[Source records]
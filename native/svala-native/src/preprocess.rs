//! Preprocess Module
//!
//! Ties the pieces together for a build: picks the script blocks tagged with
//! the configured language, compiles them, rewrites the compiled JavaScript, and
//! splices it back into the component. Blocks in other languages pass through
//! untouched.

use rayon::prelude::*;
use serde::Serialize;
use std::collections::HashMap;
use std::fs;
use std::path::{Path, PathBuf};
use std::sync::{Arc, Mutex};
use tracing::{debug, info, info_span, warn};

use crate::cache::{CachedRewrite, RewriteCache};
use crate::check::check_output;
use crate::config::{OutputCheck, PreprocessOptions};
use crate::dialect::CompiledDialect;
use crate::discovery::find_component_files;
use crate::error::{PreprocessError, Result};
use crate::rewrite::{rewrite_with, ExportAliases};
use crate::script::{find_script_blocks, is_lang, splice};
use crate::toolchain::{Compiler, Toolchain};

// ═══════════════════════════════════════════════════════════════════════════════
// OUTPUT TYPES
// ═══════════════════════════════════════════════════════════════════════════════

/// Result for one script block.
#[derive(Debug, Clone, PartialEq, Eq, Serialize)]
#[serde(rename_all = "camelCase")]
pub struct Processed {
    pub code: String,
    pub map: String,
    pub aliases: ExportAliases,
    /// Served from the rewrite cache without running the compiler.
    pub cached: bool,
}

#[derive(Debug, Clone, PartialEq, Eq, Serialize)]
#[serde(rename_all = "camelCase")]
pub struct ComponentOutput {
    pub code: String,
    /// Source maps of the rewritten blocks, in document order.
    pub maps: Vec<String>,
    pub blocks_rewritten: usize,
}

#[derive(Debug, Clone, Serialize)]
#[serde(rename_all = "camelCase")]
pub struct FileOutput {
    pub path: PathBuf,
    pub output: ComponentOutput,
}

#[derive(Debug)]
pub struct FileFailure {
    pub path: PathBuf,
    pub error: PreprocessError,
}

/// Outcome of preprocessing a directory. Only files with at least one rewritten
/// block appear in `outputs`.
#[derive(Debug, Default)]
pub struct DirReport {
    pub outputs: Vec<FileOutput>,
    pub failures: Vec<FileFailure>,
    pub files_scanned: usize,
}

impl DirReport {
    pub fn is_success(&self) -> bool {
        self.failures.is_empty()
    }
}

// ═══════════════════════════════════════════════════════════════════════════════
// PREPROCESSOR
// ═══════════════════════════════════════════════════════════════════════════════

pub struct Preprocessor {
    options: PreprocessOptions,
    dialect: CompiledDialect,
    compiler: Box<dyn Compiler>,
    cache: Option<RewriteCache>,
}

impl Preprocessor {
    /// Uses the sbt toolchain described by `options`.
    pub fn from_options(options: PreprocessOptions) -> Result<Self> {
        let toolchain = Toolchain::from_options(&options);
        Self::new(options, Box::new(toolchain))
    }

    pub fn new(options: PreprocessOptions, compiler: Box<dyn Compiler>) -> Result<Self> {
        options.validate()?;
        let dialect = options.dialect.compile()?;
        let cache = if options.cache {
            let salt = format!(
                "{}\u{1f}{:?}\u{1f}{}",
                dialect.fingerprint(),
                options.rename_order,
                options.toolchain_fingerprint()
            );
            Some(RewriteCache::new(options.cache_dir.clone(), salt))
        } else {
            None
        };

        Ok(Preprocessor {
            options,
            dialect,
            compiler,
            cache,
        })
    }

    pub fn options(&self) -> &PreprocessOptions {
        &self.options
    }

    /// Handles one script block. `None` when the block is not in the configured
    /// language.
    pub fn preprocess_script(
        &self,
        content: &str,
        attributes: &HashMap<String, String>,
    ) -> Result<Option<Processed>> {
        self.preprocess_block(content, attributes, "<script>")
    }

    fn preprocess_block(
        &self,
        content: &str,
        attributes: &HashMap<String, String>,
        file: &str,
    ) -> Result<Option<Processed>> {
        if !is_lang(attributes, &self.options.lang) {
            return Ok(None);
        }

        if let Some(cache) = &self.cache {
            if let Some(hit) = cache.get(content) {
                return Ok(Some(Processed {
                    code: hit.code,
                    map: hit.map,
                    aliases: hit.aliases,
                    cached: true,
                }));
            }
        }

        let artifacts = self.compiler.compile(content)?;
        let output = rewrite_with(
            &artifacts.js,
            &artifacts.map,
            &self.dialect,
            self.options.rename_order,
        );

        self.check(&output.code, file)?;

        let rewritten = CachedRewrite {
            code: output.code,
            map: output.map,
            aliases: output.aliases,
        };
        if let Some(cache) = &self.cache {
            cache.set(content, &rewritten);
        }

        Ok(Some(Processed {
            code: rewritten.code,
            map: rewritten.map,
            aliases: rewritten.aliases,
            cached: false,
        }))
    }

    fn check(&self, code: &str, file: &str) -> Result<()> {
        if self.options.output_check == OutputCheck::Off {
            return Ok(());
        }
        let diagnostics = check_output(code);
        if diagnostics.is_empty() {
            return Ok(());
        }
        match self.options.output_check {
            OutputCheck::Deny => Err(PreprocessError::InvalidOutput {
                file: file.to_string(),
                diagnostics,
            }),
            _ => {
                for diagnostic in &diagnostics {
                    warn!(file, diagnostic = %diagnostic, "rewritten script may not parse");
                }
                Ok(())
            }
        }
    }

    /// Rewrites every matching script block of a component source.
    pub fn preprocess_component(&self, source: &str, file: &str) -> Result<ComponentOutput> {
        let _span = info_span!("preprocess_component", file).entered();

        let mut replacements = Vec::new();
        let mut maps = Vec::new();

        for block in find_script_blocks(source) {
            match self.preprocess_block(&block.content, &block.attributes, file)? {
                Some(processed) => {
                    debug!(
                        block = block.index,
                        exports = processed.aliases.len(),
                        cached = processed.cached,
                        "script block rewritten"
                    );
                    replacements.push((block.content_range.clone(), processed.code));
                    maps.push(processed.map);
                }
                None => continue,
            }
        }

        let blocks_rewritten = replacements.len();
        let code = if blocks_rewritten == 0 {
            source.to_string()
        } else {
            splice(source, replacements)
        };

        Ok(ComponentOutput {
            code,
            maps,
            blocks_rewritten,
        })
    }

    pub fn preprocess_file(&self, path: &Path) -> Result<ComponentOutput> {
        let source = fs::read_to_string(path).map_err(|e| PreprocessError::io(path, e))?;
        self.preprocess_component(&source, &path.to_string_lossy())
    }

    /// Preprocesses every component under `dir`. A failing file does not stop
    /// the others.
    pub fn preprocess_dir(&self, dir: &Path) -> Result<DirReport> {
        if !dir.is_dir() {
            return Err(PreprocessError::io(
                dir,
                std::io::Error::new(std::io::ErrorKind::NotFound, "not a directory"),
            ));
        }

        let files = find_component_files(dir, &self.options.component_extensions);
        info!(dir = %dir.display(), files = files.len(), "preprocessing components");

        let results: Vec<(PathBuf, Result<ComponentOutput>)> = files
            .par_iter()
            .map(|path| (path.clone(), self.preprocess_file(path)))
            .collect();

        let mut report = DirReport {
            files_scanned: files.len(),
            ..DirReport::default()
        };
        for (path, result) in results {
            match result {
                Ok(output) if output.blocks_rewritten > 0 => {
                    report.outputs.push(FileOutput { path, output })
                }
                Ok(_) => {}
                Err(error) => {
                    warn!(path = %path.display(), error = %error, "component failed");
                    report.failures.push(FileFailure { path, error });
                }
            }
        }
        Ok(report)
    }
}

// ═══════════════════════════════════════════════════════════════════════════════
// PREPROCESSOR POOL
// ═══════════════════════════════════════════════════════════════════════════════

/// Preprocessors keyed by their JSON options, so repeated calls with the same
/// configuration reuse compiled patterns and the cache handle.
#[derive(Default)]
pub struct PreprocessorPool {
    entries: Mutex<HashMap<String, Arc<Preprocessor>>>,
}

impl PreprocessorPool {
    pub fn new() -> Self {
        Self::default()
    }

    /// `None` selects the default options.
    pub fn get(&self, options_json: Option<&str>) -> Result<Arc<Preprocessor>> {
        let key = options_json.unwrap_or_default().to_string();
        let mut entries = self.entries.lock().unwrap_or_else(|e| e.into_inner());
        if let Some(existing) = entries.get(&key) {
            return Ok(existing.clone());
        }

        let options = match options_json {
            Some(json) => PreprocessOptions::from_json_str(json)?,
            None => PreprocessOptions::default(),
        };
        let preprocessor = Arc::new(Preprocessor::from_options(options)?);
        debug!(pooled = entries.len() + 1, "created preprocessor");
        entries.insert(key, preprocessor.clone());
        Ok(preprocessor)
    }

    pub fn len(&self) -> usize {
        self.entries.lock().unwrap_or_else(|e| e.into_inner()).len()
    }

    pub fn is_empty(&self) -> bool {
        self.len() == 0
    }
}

▶ **Directions for this task**: Find the lines in the data that include "HashMap", then copy each of them.

▶ **Result of the task**:
use std::collections::HashMap;
        attributes: &HashMap<String, String>,
        attributes: &HashMap<String, String>,
    entries: Mutex<HashMap<String, Arc<Preprocessor>>>,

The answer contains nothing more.